A central property of the Mx proteins is a substantially increased expression induced by IFN. Although MxB, but not MxA, is constitutively expressed in some cell and tissue types examined (Fig. 1e–g), the expression levels of both Mx proteins is markedly increased in cells treated with IFN (Fig. 1g, Supplementary Fig. 3j). We found that Hep3B cells treated with IFN for 48 h possess fragmented mitochondria in comparison with control cells (Supplementary Fig. 3b–d, h) and slightly increased levels of MxB on the nuclear envelope vs. mitochondria by immunostaining (Supplementary Fig. 3e-g,i).
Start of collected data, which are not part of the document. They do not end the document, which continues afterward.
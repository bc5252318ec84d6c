use image::{ImageFormat, Rgb, RgbImage};
use std::io::Cursor;

use crate::capture::source::{CaptureError, CaptureSource};

const WIDTH: u32 = 320;
const HEIGHT: u32 = 240;

/// 无硬件时使用的合成图像源
///
/// 每一帧是一张渐变图, 颜色随帧序号变化, 方便肉眼检查动图顺序
#[derive(Default)]
pub struct TestPattern {
    frame: u32,
}

impl TestPattern {
    pub fn new() -> Self {
        Self::default()
    }

    pub fn render(&self, frame: u32) -> Result<Vec<u8>, CaptureError> {
        let shift = (frame.wrapping_mul(37) % 256) as u8;
        let image = RgbImage::from_fn(WIDTH, HEIGHT, |x, y| {
            let r = (x * 255 / WIDTH) as u8;
            let g = (y * 255 / HEIGHT) as u8;
            Rgb([r.wrapping_add(shift), g, shift])
        });

        let mut buf = Vec::new();
        image
            .write_to(&mut Cursor::new(&mut buf), ImageFormat::Png)
            .map_err(CaptureError::Encode)?;
        Ok(buf)
    }
}

impl CaptureSource for TestPattern {
    async fn capture(&mut self) -> Result<Vec<u8>, CaptureError> {
        let data = self.render(self.frame)?;
        self.frame = self.frame.wrapping_add(1);
        Ok(data)
    }

    fn name(&self) -> &str {
        "test-pattern"
    }
}
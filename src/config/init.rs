use crate::config::LoggingConfig;
use tracing_subscriber::{EnvFilter, fmt};

/// 初始化日志系统
///
/// 优先级: RUST_LOG > 命令行 --log-level > 配置文件
pub fn init(config: &LoggingConfig, cli_level: Option<&str>) {
    let level = cli_level.unwrap_or(&config.level);
    let filter = EnvFilter::try_from_default_env().unwrap_or_else(|_| EnvFilter::new(level));

    fmt()
        .with_env_filter(filter)
        .with_target(true)
        .with_thread_ids(false)
        .with_line_number(true)
        .init();
}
As a biochemical comparison, Hep3B cells treated as above with IFN for 48 h prior to lysis and differential centrifugation provides a rudimentary separation of nuclei from the mitochondria and cytosol. These fractions are run on SDS-polyacrylamide gel electrophoresis (PAGE) and probed by WB with antibodies to MxB and MxA (Supplementary Fig. 3j). This blotting is consistent with the cell staining and suggests that although there is a large increase in MxB associated with both organelles, a slight preference is observed with the nuclear fraction. As a control comparison the IFN -induced MxA protein is observed exclusively in the cytosolic fraction.